• _RAW DATA_
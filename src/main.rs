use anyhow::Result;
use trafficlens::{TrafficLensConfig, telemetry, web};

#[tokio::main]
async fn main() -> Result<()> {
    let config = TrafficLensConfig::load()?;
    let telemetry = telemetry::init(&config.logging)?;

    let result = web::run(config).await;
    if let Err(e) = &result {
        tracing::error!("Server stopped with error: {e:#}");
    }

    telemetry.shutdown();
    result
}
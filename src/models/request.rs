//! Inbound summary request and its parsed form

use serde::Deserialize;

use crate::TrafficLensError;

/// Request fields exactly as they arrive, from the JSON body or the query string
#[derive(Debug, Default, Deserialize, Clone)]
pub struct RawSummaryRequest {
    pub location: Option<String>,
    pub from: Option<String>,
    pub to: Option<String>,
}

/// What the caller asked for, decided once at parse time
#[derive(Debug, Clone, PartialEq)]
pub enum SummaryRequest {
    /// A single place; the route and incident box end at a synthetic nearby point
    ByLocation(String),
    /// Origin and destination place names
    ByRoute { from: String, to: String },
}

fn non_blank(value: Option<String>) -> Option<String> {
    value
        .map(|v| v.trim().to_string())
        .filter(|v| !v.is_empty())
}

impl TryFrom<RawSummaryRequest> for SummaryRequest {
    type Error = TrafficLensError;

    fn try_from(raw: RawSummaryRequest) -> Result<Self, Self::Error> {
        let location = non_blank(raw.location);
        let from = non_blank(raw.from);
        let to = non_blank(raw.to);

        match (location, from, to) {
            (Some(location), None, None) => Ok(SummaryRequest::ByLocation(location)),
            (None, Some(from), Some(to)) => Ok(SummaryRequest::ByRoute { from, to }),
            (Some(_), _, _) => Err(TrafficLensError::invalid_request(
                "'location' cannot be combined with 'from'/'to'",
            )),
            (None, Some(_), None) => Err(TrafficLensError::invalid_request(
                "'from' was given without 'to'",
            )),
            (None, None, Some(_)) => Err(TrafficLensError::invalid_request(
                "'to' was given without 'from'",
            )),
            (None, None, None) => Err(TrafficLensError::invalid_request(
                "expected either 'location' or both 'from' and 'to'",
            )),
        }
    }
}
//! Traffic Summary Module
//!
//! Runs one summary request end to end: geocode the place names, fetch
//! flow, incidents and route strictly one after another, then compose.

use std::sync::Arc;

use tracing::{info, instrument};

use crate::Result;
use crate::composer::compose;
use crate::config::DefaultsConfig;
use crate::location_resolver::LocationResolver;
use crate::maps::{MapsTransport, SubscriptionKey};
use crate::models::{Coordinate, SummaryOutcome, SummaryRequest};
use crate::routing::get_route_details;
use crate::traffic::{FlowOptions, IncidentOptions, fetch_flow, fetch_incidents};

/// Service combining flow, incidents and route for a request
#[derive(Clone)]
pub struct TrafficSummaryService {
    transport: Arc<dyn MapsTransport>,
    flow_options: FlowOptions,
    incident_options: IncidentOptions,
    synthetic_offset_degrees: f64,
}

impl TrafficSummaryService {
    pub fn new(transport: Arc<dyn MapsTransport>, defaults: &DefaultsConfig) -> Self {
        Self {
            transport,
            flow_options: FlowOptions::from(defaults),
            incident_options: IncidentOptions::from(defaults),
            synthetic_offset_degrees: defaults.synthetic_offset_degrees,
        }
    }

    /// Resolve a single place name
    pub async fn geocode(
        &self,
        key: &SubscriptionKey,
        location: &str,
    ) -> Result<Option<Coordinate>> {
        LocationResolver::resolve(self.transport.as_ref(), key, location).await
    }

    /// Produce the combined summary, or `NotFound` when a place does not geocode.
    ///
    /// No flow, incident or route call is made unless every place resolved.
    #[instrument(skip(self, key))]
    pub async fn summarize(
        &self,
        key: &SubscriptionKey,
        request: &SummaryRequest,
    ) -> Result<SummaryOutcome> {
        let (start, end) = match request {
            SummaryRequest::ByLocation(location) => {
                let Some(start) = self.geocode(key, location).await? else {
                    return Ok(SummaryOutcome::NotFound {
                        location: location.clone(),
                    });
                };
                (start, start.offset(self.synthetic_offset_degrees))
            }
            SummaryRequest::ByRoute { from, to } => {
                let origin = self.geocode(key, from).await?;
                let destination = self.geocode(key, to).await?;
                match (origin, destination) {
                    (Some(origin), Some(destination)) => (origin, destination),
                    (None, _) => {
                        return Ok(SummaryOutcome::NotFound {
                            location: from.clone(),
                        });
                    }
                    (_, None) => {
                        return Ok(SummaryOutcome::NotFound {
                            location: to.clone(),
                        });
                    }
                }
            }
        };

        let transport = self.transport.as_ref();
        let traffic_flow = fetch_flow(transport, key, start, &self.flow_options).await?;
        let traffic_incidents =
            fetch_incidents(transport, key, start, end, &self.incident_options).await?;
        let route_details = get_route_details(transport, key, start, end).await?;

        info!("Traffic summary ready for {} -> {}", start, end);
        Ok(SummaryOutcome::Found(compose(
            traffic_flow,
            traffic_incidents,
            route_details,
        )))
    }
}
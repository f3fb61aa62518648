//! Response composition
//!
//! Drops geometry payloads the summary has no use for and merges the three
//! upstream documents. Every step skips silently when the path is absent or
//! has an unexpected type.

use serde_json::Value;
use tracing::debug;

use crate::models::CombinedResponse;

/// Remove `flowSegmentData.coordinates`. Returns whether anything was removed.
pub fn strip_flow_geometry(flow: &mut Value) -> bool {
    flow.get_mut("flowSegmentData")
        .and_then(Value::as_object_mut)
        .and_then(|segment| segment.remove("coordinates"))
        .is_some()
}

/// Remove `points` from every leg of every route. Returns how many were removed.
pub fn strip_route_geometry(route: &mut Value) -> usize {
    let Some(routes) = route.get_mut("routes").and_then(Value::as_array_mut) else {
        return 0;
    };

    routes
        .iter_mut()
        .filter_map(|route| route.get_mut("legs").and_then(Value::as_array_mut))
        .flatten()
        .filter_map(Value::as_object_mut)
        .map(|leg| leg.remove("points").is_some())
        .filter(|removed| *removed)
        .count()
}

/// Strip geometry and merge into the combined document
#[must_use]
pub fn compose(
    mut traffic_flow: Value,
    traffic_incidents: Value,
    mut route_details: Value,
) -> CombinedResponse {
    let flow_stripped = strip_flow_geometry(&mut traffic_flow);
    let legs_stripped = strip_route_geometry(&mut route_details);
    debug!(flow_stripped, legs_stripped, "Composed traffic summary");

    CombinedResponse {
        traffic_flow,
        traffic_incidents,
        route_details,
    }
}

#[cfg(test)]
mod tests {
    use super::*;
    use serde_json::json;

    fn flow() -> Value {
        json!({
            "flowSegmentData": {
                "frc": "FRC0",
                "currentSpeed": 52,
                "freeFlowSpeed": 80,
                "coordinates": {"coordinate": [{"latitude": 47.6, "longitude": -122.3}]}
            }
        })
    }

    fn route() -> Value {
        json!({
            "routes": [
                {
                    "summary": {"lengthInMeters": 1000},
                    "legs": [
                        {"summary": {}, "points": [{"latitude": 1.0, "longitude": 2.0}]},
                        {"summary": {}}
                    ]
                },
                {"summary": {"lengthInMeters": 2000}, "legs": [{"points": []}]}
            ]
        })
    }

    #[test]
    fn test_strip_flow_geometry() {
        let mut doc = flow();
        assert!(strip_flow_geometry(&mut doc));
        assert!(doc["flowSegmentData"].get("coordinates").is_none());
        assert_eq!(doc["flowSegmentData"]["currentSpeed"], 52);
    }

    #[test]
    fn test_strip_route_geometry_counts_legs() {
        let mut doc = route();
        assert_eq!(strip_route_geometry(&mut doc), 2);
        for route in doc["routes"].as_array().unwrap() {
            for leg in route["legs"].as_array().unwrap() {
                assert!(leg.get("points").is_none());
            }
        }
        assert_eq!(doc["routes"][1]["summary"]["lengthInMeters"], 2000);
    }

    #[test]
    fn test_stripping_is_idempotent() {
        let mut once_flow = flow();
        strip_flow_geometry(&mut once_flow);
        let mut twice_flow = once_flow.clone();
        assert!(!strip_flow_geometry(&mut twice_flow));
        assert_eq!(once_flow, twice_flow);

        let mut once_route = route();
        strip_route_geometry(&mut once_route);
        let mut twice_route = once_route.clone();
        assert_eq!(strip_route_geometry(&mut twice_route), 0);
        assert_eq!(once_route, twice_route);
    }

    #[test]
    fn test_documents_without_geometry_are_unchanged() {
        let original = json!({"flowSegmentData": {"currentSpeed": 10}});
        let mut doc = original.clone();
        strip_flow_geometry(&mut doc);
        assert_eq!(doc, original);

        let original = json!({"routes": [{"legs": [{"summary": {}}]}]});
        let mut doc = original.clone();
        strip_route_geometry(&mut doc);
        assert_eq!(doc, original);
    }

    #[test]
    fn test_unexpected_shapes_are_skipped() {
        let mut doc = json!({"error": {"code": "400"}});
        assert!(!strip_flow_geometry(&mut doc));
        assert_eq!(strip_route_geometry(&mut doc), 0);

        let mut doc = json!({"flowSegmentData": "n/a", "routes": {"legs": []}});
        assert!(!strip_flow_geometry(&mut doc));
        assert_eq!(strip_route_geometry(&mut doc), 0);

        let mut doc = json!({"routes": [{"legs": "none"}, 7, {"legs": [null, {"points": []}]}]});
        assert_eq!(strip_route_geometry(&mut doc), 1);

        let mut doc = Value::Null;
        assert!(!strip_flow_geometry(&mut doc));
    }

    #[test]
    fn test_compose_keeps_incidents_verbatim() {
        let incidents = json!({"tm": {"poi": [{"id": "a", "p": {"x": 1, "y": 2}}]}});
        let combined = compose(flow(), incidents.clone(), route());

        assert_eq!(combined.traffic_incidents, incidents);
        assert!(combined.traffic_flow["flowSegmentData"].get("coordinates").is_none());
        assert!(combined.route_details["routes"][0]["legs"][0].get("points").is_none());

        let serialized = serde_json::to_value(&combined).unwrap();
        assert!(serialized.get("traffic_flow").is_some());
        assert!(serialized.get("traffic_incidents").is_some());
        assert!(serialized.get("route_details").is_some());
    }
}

• _REQUIRED ACTION_
The lines above, from the first through the one containing "telemetry.shutdown();", must be restated word for word, with nothing added.

• _RESPONSE AREA_
filename src/main.rs
use anyhow::Result;
use trafficlens::{TrafficLensConfig, telemetry, web};

#[tokio::main]
async fn main() -> Result<()> {
    let config = TrafficLensConfig::load()?;
    let telemetry = telemetry::init(&config.logging)?;

    let result = web::run(config).await;
    if let Err(e) = &result {
        tracing::error!("Server stopped with error: {e:#}");
    }

    telemetry.shutdown();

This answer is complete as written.